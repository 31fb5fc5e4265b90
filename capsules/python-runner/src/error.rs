use std::path::PathBuf;
use std::time::Duration;
use thiserror::Error;

/// Failures reported by a [`SandboxBackend`](crate::backend::SandboxBackend).
#[derive(Debug, Error)]
pub enum BackendError {
    /// The image store has no image under the requested tag. This is the only
    /// backend condition that makes the image provider build instead of fail.
    #[error("No such image: {tag}")]
    ImageNotFound { tag: String },

    #[error("Image build for '{tag}' failed: {message}")]
    Build { tag: String, message: String },

    #[error("Container runtime API error: {message}")]
    Api { message: String },

    #[error("Failed to spawn container runtime {runtime}: {source}")]
    RuntimeSpawn {
        runtime: String,
        source: std::io::Error,
    },

    #[error("Container runtime did not answer within {}", humantime::format_duration(*.timeout))]
    Timeout { timeout: Duration },
}

impl BackendError {
    pub fn api(message: impl Into<String>) -> Self {
        BackendError::Api {
            message: message.into(),
        }
    }

    pub fn is_not_found(&self) -> bool {
        matches!(self, BackendError::ImageNotFound { .. })
    }
}

#[derive(Debug, Error)]
pub enum RunnerError {
    #[error("Invalid python runner config: {message}")]
    InvalidConfig { message: String },

    /// Image resolution or instance start failed. Fatal for the runner.
    #[error("Failed to provision sandbox ({target}): {source}")]
    Provisioning {
        target: String,
        #[source]
        source: BackendError,
    },

    #[error("Local artifact I/O failed for {path}: {source}")]
    Io {
        path: PathBuf,
        #[source]
        source: std::io::Error,
    },

    #[error("Failed to deliver artifact to {path}: {source}")]
    Delivery {
        path: String,
        #[source]
        source: BackendError,
    },

    #[error("Failed to execute {path} in sandbox: {source}")]
    Exec {
        path: String,
        #[source]
        source: BackendError,
    },
}

impl RunnerError {
    pub(crate) fn invalid_config(message: impl Into<String>) -> Self {
        RunnerError::InvalidConfig {
            message: message.into(),
        }
    }

    pub(crate) fn io(path: impl Into<PathBuf>, source: std::io::Error) -> Self {
        RunnerError::Io {
            path: path.into(),
            source,
        }
    }

    pub fn code(&self) -> &'static str {
        match self {
            RunnerError::InvalidConfig { .. } => "PYRUNNER_INVALID_CONFIG",
            RunnerError::Provisioning { .. } => "PYRUNNER_PROVISIONING_ERROR",
            RunnerError::Io { .. } => "PYRUNNER_IO_ERROR",
            RunnerError::Delivery { .. } => "PYRUNNER_DELIVERY_ERROR",
            RunnerError::Exec { .. } => "PYRUNNER_EXEC_ERROR",
        }
    }

    pub fn backend_error(&self) -> Option<&BackendError> {
        match self {
            RunnerError::Provisioning { source, .. }
            | RunnerError::Delivery { source, .. }
            | RunnerError::Exec { source, .. } => Some(source),
            RunnerError::InvalidConfig { .. } | RunnerError::Io { .. } => None,
        }
    }
}
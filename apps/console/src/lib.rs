//! # Stockroom Console Library
//!
//! Core library for the Stockroom operator console.
//! This is the main entry point that opens the database and runs the
//! console loop.
//!
//! ## Module Organization
//! ```text
//! stockroom_console/
//! ├── lib.rs          ◄─── You are here (startup & run)
//! ├── console.rs      ◄─── Login prompt, menu and forms
//! ├── state/
//! │   ├── mod.rs      ◄─── State type exports
//! │   ├── db.rs       ◄─── Database state wrapper
//! │   └── config.rs   ◄─── Environment configuration
//! ├── commands/
//! │   ├── mod.rs      ◄─── Shared DTOs
//! │   ├── auth.rs     ◄─── Login
//! │   ├── receiving.rs◄─── Goods receiving
//! │   ├── sales.rs    ◄─── Sales
//! │   └── product.rs  ◄─── Product master
//! └── error.rs        ◄─── ApiError and StartupError
//! ```

pub mod commands;
pub mod console;
pub mod error;
pub mod state;

use tokio::io::BufReader;
use tracing::info;
use tracing_subscriber::EnvFilter;

use console::Console;
use error::StartupError;
use state::{AppConfig, DbState};
use stockroom_db::{Database, DbConfig};

/// Runs the console application.
///
/// ## Startup Sequence
/// ```text
/// ┌─────────────────────────────────────────────────────────────────────────┐
/// │                       Application Startup                               │
/// │                                                                         │
/// │  1. Initialize Logging ───────────────────────────────────────────────► │
/// │     • tracing-subscriber with env filter, written to stderr             │
/// │     • Default: INFO, can be overridden with RUST_LOG                    │
/// │                                                                         │
/// │  2. Read Configuration ───────────────────────────────────────────────► │
/// │     • INVENTORY_DB_PATH   (default inventory.db)                        │
/// │     • INVENTORY_IMAGE_DIR (default product_images)                      │
/// │                                                                         │
/// │  3. Open Database ────────────────────────────────────────────────────► │
/// │     • Create file and tables if missing                                 │
/// │     • Seed operators into an empty users table                          │
/// │                                                                         │
/// │  4. Run Console on stdin/stdout ──────────────────────────────────────► │
/// │                                                                         │
/// │  5. Close Database ───────────────────────────────────────────────────► │
/// └─────────────────────────────────────────────────────────────────────────┘
/// ```
///
/// ## Errors
/// Any `StartupError` is fatal; `main` prints it and exits with status 1.
pub async fn run() -> Result<(), StartupError> {
    init_tracing();

    info!("Starting Stockroom");

    let config = AppConfig::from_env();
    let db = start(&config).await?;

    let stdin = BufReader::new(tokio::io::stdin());
    let mut console = Console::new(&db, &config, stdin, tokio::io::stdout());
    let result = console.run().await;

    db.inner().close().await;
    info!("Stockroom stopped");

    Ok(result?)
}

/// Prepares the image directory and opens the database.
///
/// ## Returns
/// * `Ok(DbState)` - Database open, tables present, operators seeded
/// * `Err(StartupError)` - The app cannot run
pub async fn start(config: &AppConfig) -> Result<DbState, StartupError> {
    std::fs::create_dir_all(&config.image_dir).map_err(|source| StartupError::ImageDir {
        path: config.image_dir.clone(),
        source,
    })?;

    info!(path = %config.database_path.display(), "Database path determined");

    let db = Database::open(DbConfig::new(&config.database_path))
        .await
        .map_err(|source| StartupError::Database {
            path: config.database_path.clone(),
            source,
        })?;

    info!("Database ready");
    Ok(DbState::new(db))
}

/// Initializes the tracing subscriber for structured logging.
///
/// ## Log Levels
/// - `RUST_LOG=debug` - Show debug messages
/// - `RUST_LOG=stockroom=trace` - Show trace for stockroom crates only
/// - Default: `info,stockroom=debug,sqlx=warn`
///
/// Logs go to stderr so they never mix with the prompts on stdout.
fn init_tracing() {
    let filter = EnvFilter::try_from_default_env()
        .unwrap_or_else(|_| EnvFilter::new("info,stockroom=debug,sqlx=warn"));

    tracing_subscriber::fmt()
        .with_env_filter(filter)
        .with_writer(std::io::stderr)
        .init();
}

#[cfg(test)]
mod tests {
    use super::*;

    #[tokio::test]
    async fn test_start_creates_database_and_image_dir() {
        let dir = tempfile::tempdir().unwrap();
        let config = AppConfig {
            database_path: dir.path().join("inventory.db"),
            image_dir: dir.path().join("images"),
        };

        let db = start(&config).await.unwrap();

        assert!(config.database_path.exists());
        assert!(config.image_dir.is_dir());
        assert_eq!(db.inner().operators().count().await.unwrap(), 2);
        db.inner().close().await;
    }

    #[tokio::test]
    async fn test_restart_keeps_records() {
        let dir = tempfile::tempdir().unwrap();
        let config = AppConfig {
            database_path: dir.path().join("inventory.db"),
            image_dir: dir.path().join("images"),
        };
        let form = stockroom_core::forms::SaleForm {
            customer_name: "Jane".to_string(),
            product_name: "Rice".to_string(),
            quantity: "1".to_string(),
            unit: "kg".to_string(),
            unit_price: "3".to_string(),
            tax_percent: String::new(),
        };

        let db = start(&config).await.unwrap();
        commands::sales::record_sale(&db, &form).await.unwrap();
        db.inner().close().await;

        let db = start(&config).await.unwrap();
        assert_eq!(commands::sales::list_sales(&db).await.unwrap().len(), 1);
        assert_eq!(db.inner().operators().count().await.unwrap(), 2);
        db.inner().close().await;
    }

    #[tokio::test]
    async fn test_unopenable_database_is_startup_error() {
        let dir = tempfile::tempdir().unwrap();
        let config = AppConfig {
            database_path: dir.path().join("missing").join("inventory.db"),
            image_dir: dir.path().join("images"),
        };

        let err = start(&config).await.unwrap_err();
        assert!(matches!(err, StartupError::Database { .. }));
    }

    #[tokio::test]
    async fn test_incompatible_existing_database_is_startup_error() {
        let dir = tempfile::tempdir().unwrap();
        let config = AppConfig {
            database_path: dir.path().join("inventory.db"),
            image_dir: dir.path().join("images"),
        };

        let legacy = Database::open(DbConfig::new(&config.database_path).initialize_schema(false))
            .await
            .unwrap();
        sqlx::query("CREATE TABLE product_master (id INTEGER PRIMARY KEY, price REAL)")
            .execute(legacy.pool())
            .await
            .unwrap();
        legacy.close().await;

        let err = start(&config).await.unwrap_err();
        assert!(matches!(err, StartupError::Database { .. }));
        assert!(err.to_string().contains(&config.database_path.display().to_string()));
    }

    #[tokio::test]
    async fn test_image_dir_blocked_by_file_is_startup_error() {
        let dir = tempfile::tempdir().unwrap();
        let blocker = dir.path().join("images");
        std::fs::write(&blocker, b"not a directory").unwrap();
        let config = AppConfig {
            database_path: dir.path().join("inventory.db"),
            image_dir: blocker,
        };

        let err = start(&config).await.unwrap_err();
        assert!(matches!(err, StartupError::ImageDir { .. }));
    }
}
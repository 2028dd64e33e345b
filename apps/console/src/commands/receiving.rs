//! # Goods Receiving Commands

use chrono::{DateTime, Utc};
use serde::Serialize;
use tracing::{debug, info};

use super::RecordedDto;
use crate::error::ApiError;
use crate::state::DbState;
use stockroom_core::forms::GoodsReceiptForm;
use stockroom_core::{GoodsReceipt, RecordId, UnitOfMeasure};

/// Goods receipt DTO for display.
#[derive(Debug, Clone, PartialEq, Eq, Serialize)]
#[serde(rename_all = "camelCase")]
pub struct GoodsReceiptDto {
    pub id: RecordId,
    pub supplier_name: String,
    pub product_name: String,
    pub quantity: i64,
    pub unit: UnitOfMeasure,
    pub unit_cost_cents: i64,
    pub tax_rate_bps: u32,
    pub total_cents: i64,
    pub received_at: DateTime<Utc>,
}

impl From<GoodsReceipt> for GoodsReceiptDto {
    fn from(r: GoodsReceipt) -> Self {
        GoodsReceiptDto {
            id: r.id,
            supplier_name: r.supplier_name,
            product_name: r.product_name,
            quantity: r.quantity,
            unit: r.unit,
            unit_cost_cents: r.unit_cost_cents,
            tax_rate_bps: r.tax_rate_bps,
            total_cents: r.total_cents,
            received_at: r.received_at,
        }
    }
}

/// Validates and records one goods receipt.
///
/// ## Returns
/// * `Ok(RecordedDto)` - New row id and its total
/// * `Err(VALIDATION_ERROR)` - `field` names the bad input; nothing written
/// * `Err(STORAGE_ERROR)` - The insert failed; nothing written
pub async fn record_goods_receipt(
    db: &DbState,
    form: &GoodsReceiptForm,
) -> Result<RecordedDto, ApiError> {
    let receipt = form.validate()?;
    let total = receipt.total();

    let id = db.inner().goods_receiving().insert_validated(&receipt).await?;

    info!(id, total = %total, "record_goods_receipt complete");
    Ok(RecordedDto {
        id,
        total_cents: total.cents(),
    })
}

/// Lists all goods receipts, oldest first.
pub async fn list_goods_receipts(db: &DbState) -> Result<Vec<GoodsReceiptDto>, ApiError> {
    let receipts = db.inner().goods_receiving().list_all().await?;
    debug!(count = receipts.len(), "list_goods_receipts");

    Ok(receipts.into_iter().map(GoodsReceiptDto::from).collect())
}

▬▬▬▬▬▬

§ **Work task**
Among the records above, repeat exactly the line with "assert!(config.database_path.exists());", the line with "legacy.close().await;", and every line in between, and only those.

§ **Output below**
        assert!(config.database_path.exists());
        assert!(config.image_dir.is_dir());
        assert_eq!(db.inner().operators().count().await.unwrap(), 2);
        db.inner().close().await;
    }

    #[tokio::test]
    async fn test_restart_keeps_records() {
        let dir = tempfile::tempdir().unwrap();
        let config = AppConfig {
            database_path: dir.path().join("inventory.db"),
            image_dir: dir.path().join("images"),
        };
        let form = stockroom_core::forms::SaleForm {
            customer_name: "Jane".to_string(),
            product_name: "Rice".to_string(),
            quantity: "1".to_string(),
            unit: "kg".to_string(),
            unit_price: "3".to_string(),
            tax_percent: String::new(),
        };

        let db = start(&config).await.unwrap();
        commands::sales::record_sale(&db, &form).await.unwrap();
        db.inner().close().await;

        let db = start(&config).await.unwrap();
        assert_eq!(commands::sales::list_sales(&db).await.unwrap().len(), 1);
        assert_eq!(db.inner().operators().count().await.unwrap(), 2);
        db.inner().close().await;
    }

    #[tokio::test]
    async fn test_unopenable_database_is_startup_error() {
        let dir = tempfile::tempdir().unwrap();
        let config = AppConfig {
            database_path: dir.path().join("missing").join("inventory.db"),
            image_dir: dir.path().join("images"),
        };

        let err = start(&config).await.unwrap_err();
        assert!(matches!(err, StartupError::Database { .. }));
    }

    #[tokio::test]
    async fn test_incompatible_existing_database_is_startup_error() {
        let dir = tempfile::tempdir().unwrap();
        let config = AppConfig {
            database_path: dir.path().join("inventory.db"),
            image_dir: dir.path().join("images"),
        };

        let legacy = Database::open(DbConfig::new(&config.database_path).initialize_schema(false))
            .await
            .unwrap();
        sqlx::query("CREATE TABLE product_master (id INTEGER PRIMARY KEY, price REAL)")
            .execute(legacy.pool())
            .await
            .unwrap();
        legacy.close().await;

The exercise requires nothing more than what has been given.